_WORK INSTRUCTIONS_
If a line in the material below has the string "next", copy it out.

_RECORDS PROVIDED_

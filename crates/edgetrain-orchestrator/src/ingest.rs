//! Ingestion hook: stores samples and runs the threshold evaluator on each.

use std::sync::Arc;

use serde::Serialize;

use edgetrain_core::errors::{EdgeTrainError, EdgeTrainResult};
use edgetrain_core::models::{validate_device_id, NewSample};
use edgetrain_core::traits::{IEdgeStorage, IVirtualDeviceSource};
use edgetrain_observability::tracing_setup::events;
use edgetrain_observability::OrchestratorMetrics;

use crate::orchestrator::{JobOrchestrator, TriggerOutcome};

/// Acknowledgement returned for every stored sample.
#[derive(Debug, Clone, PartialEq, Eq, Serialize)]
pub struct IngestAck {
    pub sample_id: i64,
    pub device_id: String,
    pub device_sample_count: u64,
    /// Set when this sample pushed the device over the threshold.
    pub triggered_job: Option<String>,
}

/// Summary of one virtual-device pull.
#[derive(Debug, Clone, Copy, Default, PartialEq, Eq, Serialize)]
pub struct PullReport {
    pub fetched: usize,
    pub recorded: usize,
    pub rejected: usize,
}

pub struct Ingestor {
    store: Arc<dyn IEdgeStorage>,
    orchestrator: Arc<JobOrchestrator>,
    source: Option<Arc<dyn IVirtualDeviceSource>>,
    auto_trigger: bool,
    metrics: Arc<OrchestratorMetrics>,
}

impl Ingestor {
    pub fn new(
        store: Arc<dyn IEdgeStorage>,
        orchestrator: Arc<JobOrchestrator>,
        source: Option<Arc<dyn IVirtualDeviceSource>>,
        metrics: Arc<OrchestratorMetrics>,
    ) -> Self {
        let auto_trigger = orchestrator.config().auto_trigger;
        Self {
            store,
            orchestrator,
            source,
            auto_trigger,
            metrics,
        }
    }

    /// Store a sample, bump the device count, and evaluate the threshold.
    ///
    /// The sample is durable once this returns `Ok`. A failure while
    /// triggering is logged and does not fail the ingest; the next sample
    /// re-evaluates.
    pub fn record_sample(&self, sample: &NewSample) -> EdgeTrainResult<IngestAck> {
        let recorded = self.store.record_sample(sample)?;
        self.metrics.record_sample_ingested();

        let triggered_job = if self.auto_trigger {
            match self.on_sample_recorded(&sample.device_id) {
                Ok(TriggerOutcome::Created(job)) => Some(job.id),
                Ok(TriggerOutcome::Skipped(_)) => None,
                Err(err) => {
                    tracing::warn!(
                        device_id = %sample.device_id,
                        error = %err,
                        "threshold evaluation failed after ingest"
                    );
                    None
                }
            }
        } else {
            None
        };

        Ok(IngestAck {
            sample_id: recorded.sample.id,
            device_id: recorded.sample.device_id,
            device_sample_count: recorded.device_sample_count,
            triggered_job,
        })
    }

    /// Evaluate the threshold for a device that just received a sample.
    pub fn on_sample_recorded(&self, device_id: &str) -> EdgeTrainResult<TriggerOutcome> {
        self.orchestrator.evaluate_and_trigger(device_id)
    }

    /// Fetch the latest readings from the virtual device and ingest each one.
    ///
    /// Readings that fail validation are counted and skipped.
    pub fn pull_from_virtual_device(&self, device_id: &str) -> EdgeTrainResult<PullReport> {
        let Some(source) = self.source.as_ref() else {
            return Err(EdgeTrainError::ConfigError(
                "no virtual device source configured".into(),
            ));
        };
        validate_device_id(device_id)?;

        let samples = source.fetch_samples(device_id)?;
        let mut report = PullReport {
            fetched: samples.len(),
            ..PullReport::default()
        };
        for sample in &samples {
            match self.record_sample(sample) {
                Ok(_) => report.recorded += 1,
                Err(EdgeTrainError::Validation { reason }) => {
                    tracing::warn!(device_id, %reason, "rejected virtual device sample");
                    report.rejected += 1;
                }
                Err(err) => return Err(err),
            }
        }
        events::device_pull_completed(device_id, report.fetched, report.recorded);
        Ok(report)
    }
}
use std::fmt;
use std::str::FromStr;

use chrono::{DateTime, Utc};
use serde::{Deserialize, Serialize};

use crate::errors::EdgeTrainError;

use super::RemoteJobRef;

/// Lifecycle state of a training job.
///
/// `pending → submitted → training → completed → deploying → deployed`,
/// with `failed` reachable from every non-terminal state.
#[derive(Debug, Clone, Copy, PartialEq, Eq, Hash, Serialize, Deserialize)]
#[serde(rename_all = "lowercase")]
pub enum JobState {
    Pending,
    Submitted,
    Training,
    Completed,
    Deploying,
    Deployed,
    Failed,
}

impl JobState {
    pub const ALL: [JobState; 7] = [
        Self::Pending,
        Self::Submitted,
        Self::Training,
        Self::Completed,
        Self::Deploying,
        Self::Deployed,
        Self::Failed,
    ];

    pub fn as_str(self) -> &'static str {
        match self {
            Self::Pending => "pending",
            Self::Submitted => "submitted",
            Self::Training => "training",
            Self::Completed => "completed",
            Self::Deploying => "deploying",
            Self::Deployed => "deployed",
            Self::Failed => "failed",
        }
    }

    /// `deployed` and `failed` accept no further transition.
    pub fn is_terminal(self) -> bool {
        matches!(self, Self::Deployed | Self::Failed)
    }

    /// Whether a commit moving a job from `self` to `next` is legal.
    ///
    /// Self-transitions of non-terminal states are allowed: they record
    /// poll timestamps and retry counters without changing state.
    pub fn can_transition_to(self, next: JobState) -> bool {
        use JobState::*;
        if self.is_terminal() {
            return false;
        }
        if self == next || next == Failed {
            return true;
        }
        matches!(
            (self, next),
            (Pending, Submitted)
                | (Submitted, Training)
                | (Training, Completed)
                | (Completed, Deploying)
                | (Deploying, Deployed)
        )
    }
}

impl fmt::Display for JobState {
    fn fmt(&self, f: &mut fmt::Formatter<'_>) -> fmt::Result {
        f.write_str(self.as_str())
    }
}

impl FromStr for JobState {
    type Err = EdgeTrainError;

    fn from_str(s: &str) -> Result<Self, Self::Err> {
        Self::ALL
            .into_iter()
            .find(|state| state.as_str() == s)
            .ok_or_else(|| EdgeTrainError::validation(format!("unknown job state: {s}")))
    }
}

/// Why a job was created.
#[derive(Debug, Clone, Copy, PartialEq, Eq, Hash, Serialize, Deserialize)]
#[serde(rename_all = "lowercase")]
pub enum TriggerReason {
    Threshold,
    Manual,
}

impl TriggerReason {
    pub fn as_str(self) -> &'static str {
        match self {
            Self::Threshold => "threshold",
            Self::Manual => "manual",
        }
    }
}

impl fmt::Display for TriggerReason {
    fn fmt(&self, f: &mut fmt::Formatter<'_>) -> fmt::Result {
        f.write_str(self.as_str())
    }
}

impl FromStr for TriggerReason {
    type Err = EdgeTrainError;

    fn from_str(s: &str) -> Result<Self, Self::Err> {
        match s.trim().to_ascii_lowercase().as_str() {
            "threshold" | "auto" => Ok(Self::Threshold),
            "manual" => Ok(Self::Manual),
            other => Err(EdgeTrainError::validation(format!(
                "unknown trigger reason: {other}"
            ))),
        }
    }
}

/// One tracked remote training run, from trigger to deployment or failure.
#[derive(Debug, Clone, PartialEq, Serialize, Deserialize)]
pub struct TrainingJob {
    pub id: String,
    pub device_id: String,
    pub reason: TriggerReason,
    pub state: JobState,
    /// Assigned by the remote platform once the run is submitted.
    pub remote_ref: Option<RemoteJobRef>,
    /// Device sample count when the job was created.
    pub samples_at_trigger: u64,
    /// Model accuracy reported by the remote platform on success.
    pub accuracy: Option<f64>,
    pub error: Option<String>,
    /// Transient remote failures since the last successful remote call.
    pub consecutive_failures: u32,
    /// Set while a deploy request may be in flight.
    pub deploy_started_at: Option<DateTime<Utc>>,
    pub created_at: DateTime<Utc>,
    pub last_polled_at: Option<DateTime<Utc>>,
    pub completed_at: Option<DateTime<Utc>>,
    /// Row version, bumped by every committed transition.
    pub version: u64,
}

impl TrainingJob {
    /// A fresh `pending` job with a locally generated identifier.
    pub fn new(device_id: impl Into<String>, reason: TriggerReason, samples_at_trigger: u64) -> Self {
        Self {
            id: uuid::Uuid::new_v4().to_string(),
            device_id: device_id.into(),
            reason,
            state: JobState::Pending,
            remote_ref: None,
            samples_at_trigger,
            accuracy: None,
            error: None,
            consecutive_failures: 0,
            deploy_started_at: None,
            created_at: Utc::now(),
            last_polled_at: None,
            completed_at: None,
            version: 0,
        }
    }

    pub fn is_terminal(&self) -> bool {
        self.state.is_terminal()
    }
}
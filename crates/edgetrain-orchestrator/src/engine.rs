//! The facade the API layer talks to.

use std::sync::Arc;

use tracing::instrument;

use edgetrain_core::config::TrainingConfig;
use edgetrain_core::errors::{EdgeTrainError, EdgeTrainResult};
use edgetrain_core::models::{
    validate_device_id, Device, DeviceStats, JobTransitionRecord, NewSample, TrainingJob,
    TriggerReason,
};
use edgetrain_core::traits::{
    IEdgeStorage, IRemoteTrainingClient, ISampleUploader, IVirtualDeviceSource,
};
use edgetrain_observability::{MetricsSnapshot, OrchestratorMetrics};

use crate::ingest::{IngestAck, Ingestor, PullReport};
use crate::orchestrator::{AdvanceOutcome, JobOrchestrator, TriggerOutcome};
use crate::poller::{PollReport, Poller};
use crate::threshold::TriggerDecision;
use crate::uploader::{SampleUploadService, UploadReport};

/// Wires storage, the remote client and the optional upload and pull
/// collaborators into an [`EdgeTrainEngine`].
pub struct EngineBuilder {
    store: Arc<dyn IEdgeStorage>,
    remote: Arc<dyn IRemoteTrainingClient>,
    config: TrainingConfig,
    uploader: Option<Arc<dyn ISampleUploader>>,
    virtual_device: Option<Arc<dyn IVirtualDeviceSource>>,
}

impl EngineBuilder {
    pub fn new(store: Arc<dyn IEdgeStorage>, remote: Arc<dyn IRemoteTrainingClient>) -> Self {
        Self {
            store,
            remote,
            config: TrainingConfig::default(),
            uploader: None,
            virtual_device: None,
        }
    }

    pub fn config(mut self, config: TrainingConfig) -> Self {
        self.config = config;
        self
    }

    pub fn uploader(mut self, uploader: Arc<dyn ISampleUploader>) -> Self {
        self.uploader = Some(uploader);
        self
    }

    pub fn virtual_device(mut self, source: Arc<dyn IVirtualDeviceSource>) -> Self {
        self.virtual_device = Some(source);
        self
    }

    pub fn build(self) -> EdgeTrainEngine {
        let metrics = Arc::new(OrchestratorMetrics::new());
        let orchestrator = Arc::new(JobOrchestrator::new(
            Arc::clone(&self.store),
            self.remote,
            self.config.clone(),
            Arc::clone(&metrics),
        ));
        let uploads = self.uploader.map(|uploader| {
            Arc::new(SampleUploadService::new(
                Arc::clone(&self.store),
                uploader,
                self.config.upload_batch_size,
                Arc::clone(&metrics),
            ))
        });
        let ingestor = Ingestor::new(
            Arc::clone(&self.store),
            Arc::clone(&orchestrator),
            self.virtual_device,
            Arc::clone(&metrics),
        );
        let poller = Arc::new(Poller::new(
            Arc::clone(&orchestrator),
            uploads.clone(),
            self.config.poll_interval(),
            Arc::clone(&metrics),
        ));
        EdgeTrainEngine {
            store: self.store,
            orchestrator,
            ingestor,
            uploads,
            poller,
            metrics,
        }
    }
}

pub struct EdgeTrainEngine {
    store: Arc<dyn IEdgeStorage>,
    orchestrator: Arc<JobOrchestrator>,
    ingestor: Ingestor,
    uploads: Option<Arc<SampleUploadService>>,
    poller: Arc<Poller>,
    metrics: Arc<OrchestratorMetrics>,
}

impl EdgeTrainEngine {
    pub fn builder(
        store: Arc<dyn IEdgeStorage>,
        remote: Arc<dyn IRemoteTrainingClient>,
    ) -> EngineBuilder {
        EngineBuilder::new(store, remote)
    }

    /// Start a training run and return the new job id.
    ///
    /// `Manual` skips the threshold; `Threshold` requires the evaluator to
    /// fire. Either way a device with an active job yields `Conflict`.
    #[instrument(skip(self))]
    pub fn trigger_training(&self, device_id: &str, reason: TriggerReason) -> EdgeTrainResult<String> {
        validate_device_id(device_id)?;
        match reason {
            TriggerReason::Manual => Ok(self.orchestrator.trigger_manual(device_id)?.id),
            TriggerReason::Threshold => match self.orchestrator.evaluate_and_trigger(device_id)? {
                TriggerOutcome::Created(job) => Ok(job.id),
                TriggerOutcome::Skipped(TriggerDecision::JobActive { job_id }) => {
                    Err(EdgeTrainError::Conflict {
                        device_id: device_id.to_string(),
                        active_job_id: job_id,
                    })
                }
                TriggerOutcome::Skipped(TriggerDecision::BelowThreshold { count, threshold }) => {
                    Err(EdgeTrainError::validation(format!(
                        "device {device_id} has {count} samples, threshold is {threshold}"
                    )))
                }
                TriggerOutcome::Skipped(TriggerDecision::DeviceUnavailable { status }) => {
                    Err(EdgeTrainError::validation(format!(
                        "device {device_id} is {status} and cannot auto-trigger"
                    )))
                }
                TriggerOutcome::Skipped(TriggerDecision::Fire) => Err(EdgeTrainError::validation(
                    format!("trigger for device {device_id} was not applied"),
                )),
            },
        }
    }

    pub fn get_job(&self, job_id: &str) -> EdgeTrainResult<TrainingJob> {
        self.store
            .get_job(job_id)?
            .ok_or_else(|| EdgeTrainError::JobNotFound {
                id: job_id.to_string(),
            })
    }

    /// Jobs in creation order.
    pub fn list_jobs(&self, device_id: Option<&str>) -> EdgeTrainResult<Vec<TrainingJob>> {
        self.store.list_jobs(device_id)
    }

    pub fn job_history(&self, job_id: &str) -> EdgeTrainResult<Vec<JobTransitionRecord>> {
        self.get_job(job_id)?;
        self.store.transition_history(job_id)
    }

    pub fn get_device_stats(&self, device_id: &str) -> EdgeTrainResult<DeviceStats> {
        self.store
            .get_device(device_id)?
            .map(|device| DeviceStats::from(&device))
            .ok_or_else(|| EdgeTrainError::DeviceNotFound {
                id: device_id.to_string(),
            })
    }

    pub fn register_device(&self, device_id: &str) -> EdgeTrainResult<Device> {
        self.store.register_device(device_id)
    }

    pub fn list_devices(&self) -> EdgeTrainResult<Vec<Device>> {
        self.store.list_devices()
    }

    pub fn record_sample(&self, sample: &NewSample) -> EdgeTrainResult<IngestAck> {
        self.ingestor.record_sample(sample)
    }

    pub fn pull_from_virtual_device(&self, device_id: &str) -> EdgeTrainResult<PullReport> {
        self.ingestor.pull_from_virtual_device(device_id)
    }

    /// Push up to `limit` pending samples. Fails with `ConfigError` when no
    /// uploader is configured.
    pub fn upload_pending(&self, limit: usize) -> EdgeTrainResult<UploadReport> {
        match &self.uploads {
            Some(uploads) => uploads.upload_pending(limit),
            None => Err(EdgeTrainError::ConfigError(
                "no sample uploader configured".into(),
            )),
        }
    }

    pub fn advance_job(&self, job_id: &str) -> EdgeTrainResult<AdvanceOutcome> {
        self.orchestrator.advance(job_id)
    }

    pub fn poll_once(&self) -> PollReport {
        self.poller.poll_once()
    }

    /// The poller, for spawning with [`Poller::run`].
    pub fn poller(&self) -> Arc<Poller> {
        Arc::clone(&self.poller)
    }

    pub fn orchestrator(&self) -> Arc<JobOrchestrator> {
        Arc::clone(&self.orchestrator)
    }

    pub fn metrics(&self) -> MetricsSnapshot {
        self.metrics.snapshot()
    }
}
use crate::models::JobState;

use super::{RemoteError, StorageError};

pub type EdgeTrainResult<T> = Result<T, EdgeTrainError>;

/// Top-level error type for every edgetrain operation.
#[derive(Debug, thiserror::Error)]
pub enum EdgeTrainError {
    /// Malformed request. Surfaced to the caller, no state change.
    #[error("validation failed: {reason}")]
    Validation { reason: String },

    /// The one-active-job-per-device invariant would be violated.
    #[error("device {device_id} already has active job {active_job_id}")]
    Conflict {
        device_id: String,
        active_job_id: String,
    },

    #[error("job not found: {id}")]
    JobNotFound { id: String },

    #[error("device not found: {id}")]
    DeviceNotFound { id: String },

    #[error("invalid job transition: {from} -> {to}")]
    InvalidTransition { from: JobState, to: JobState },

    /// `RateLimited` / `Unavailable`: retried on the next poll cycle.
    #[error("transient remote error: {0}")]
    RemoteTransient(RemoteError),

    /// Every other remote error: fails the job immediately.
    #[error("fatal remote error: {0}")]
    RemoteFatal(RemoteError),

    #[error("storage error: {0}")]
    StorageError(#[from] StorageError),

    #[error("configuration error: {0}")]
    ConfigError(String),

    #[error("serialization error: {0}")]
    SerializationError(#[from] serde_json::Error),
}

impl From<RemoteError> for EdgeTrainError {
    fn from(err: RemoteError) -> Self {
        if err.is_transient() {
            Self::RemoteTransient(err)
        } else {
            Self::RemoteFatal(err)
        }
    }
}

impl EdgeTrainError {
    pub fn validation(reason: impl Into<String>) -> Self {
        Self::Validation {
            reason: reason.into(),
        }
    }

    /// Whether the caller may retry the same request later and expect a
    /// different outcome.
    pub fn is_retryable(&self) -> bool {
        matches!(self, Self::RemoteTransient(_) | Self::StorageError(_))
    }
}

_FINAL ANSWER_
    /// triggering is logged and does not fail the ingest; the next sample
    /// Whether a commit moving a job from `self` to `next` is legal.
    pub fn can_transition_to(self, next: JobState) -> bool {
        if self == next || next == Failed {
            (self, next),
    /// `RateLimited` / `Unavailable`: retried on the next poll cycle.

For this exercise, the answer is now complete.